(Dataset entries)
——————
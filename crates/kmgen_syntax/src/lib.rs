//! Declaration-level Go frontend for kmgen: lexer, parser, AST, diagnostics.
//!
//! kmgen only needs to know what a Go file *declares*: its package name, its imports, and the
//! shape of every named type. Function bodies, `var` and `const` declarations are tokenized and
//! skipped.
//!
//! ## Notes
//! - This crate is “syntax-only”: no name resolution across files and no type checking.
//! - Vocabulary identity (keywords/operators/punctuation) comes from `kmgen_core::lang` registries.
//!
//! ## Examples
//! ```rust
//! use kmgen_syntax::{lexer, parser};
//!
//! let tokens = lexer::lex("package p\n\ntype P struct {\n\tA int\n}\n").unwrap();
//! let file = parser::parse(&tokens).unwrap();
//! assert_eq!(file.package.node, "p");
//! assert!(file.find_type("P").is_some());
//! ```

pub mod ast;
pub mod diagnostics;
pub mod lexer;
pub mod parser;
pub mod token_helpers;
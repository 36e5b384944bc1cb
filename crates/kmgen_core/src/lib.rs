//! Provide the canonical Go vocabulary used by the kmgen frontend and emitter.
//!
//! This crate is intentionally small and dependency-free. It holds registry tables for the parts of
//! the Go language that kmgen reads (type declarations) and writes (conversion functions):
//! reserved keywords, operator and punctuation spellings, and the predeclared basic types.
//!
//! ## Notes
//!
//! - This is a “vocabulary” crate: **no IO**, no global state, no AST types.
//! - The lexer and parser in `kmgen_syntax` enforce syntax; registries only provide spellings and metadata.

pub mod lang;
——————
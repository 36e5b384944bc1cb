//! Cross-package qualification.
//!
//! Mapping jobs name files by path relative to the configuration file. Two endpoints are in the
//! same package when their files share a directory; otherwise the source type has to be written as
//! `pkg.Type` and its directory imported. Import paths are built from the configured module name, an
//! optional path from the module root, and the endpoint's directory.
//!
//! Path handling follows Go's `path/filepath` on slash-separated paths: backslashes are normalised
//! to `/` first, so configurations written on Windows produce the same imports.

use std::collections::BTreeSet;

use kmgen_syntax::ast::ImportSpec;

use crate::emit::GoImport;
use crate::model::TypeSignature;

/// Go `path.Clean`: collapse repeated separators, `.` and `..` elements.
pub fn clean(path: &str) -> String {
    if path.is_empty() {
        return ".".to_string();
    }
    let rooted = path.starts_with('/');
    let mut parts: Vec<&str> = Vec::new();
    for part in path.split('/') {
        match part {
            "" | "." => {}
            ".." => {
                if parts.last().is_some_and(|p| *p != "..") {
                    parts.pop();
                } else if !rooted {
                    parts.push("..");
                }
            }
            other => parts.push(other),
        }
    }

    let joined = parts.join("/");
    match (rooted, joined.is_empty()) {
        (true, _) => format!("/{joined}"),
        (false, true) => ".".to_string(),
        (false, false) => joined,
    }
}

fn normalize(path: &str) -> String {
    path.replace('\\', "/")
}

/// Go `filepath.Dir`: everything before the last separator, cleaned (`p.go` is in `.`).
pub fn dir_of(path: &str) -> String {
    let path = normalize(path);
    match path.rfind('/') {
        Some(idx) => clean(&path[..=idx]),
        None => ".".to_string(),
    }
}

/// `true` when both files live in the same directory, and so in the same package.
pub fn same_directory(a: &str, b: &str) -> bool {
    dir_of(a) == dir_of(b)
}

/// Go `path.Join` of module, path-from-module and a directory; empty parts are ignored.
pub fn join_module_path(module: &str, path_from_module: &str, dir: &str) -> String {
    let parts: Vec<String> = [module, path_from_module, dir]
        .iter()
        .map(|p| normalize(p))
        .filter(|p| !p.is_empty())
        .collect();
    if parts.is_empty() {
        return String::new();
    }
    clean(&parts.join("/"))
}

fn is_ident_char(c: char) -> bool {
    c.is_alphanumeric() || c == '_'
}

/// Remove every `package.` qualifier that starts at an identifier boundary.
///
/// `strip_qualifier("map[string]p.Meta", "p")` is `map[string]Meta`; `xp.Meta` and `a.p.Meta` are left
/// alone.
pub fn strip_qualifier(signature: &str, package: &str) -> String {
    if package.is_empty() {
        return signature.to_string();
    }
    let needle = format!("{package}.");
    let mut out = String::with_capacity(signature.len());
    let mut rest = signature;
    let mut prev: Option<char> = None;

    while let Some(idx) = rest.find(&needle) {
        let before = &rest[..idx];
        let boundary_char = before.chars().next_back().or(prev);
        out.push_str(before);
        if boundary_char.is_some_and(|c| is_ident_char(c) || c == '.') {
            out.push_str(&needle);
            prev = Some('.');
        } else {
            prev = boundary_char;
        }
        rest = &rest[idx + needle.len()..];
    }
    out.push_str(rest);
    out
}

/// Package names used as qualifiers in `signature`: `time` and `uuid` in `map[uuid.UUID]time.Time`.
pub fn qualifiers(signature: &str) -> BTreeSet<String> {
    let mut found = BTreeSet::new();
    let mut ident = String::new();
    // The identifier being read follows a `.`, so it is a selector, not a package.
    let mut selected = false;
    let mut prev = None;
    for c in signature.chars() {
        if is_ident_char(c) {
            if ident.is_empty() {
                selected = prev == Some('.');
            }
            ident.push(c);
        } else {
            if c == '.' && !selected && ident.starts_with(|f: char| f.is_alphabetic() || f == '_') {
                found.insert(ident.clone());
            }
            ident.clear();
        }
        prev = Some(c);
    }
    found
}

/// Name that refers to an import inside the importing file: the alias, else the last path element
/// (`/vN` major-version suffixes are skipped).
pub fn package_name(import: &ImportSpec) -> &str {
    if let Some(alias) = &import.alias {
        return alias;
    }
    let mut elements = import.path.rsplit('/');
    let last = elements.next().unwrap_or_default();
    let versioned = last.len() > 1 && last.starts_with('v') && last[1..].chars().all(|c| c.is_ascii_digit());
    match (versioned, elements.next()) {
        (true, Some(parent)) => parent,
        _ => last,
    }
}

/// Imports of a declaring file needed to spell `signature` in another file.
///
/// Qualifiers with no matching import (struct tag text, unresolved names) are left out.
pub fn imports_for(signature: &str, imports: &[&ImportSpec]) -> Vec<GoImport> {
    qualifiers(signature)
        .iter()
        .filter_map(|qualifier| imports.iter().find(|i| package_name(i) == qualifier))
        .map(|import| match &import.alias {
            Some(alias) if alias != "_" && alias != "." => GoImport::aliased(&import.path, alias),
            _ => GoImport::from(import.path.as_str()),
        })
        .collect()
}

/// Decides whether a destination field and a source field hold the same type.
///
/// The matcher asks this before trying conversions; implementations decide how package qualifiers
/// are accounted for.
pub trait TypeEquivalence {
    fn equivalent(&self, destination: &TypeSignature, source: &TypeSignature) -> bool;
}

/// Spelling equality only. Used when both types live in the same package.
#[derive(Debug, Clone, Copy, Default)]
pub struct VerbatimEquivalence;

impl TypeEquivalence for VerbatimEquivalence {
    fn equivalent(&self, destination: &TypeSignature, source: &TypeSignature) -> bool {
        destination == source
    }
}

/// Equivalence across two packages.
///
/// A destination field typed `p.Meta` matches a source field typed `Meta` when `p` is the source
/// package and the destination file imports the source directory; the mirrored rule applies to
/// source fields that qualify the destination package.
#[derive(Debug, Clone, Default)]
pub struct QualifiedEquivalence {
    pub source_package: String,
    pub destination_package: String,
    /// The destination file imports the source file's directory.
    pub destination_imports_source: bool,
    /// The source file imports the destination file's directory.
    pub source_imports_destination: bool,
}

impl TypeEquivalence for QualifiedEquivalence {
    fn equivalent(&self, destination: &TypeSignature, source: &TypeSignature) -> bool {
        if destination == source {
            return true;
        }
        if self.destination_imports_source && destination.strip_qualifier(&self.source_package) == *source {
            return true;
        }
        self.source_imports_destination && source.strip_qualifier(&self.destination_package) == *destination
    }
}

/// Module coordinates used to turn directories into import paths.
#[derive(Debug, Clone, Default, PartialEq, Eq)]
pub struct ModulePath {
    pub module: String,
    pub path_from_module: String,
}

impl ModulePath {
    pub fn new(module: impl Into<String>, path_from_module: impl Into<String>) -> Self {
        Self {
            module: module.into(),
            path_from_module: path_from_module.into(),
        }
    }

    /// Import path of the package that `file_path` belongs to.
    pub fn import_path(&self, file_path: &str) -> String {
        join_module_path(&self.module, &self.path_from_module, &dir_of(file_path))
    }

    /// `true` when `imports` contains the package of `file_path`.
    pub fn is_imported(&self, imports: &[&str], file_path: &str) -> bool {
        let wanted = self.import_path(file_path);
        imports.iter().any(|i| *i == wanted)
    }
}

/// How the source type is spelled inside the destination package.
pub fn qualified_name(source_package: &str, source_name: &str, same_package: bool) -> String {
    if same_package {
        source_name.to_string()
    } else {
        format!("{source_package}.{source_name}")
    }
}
——————
Which lines hold the word "spellings"? Copy each of them from the records.

//! reserved keywords, operator and punctuation spellings, and the predeclared basic types.
//! - The lexer and parser in `kmgen_syntax` enforce syntax; registries only provide spellings and metadata.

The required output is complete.